__Assignment__. Take the records below from their first line to the line with "pub struct ReferenceMap", and restate those lines word for word.

*** Available data Section Begins ***

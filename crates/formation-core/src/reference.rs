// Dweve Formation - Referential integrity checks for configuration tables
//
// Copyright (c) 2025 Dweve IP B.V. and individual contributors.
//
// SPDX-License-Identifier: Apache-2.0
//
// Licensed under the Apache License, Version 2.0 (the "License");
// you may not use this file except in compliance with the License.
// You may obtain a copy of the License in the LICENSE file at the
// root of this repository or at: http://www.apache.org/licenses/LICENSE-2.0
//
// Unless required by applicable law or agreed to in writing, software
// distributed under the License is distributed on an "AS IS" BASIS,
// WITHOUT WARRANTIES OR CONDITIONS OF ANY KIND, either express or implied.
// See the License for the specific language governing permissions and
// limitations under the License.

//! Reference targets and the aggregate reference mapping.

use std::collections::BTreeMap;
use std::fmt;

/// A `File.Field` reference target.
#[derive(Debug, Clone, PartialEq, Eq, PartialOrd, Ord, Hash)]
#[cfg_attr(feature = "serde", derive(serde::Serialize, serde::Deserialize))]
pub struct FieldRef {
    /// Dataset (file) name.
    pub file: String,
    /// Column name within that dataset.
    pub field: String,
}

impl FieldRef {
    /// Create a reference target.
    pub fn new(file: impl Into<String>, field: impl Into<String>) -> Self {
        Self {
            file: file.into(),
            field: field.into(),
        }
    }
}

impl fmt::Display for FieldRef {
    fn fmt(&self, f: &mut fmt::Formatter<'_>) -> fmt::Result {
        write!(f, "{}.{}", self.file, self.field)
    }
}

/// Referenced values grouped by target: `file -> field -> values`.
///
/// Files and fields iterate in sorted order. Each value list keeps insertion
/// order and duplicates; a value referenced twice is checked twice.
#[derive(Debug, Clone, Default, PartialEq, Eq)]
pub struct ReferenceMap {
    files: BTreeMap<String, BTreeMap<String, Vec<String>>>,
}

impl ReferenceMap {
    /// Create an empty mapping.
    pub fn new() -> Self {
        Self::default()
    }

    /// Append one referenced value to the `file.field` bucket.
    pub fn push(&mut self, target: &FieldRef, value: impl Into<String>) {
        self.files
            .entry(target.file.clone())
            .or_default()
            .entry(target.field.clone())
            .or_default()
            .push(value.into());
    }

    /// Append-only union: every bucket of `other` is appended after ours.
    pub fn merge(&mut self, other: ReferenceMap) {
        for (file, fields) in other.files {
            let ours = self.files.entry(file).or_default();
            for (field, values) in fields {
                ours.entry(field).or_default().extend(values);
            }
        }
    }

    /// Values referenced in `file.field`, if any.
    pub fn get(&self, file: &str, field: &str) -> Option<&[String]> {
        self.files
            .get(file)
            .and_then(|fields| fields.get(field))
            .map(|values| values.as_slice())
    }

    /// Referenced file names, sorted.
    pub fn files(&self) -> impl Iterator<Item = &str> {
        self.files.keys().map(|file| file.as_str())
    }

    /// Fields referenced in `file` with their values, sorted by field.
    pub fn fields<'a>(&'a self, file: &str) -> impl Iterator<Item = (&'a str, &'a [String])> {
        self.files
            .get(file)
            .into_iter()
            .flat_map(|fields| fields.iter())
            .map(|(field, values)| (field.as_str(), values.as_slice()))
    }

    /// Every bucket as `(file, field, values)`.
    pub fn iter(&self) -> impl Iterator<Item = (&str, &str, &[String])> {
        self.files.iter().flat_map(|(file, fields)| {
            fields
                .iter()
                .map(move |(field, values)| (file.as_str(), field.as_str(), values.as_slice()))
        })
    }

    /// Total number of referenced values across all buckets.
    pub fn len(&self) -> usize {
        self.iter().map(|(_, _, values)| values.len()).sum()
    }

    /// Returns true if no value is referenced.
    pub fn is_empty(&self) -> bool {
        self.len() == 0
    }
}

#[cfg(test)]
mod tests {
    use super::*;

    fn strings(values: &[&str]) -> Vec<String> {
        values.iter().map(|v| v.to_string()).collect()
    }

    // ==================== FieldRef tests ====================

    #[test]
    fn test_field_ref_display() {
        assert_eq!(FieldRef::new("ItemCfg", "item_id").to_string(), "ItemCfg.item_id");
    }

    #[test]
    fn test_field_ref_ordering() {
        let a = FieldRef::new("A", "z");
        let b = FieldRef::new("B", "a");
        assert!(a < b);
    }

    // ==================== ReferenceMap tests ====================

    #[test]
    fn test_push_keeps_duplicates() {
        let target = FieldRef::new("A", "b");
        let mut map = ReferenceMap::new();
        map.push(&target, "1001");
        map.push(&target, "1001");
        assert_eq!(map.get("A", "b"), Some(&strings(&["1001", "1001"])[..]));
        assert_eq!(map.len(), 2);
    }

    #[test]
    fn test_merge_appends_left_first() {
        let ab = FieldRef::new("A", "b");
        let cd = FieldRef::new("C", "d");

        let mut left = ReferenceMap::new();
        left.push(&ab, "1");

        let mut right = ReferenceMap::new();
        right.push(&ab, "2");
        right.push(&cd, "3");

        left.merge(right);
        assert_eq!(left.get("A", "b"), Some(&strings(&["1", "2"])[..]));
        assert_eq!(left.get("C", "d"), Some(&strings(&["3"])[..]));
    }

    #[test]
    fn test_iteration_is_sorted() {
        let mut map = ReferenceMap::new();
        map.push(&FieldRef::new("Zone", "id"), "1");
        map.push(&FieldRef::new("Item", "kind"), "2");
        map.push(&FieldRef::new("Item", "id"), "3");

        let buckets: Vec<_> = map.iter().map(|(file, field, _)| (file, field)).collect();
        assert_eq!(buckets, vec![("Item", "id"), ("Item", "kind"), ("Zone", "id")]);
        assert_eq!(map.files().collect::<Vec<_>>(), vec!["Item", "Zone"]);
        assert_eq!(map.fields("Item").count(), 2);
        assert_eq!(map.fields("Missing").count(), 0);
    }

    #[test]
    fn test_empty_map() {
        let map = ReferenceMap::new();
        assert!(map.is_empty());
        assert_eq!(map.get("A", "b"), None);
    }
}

*** Available data Section Ends ***

__Answer section__.
filename crates/formation-core/src/reference.rs
// Dweve Formation - Referential integrity checks for configuration tables
//
// Copyright (c) 2025 Dweve IP B.V. and individual contributors.
//
// SPDX-License-Identifier: Apache-2.0
//
// Licensed under the Apache License, Version 2.0 (the "License");
// you may not use this file except in compliance with the License.
// You may obtain a copy of the License in the LICENSE file at the
// root of this repository or at: http://www.apache.org/licenses/LICENSE-2.0
//
// Unless required by applicable law or agreed to in writing, software
// distributed under the License is distributed on an "AS IS" BASIS,
// WITHOUT WARRANTIES OR CONDITIONS OF ANY KIND, either express or implied.
// See the License for the specific language governing permissions and
// limitations under the License.

//! Reference targets and the aggregate reference mapping.

use std::collections::BTreeMap;
use std::fmt;

/// A `File.Field` reference target.
#[derive(Debug, Clone, PartialEq, Eq, PartialOrd, Ord, Hash)]
#[cfg_attr(feature = "serde", derive(serde::Serialize, serde::Deserialize))]
pub struct FieldRef {
    /// Dataset (file) name.
    pub file: String,
    /// Column name within that dataset.
    pub field: String,
}

impl FieldRef {
    /// Create a reference target.
    pub fn new(file: impl Into<String>, field: impl Into<String>) -> Self {
        Self {
            file: file.into(),
            field: field.into(),
        }
    }
}

impl fmt::Display for FieldRef {
    fn fmt(&self, f: &mut fmt::Formatter<'_>) -> fmt::Result {
        write!(f, "{}.{}", self.file, self.field)
    }
}

/// Referenced values grouped by target: `file -> field -> values`.
///
/// Files and fields iterate in sorted order. Each value list keeps insertion
/// order and duplicates; a value referenced twice is checked twice.
#[derive(Debug, Clone, Default, PartialEq, Eq)]
pub struct ReferenceMap {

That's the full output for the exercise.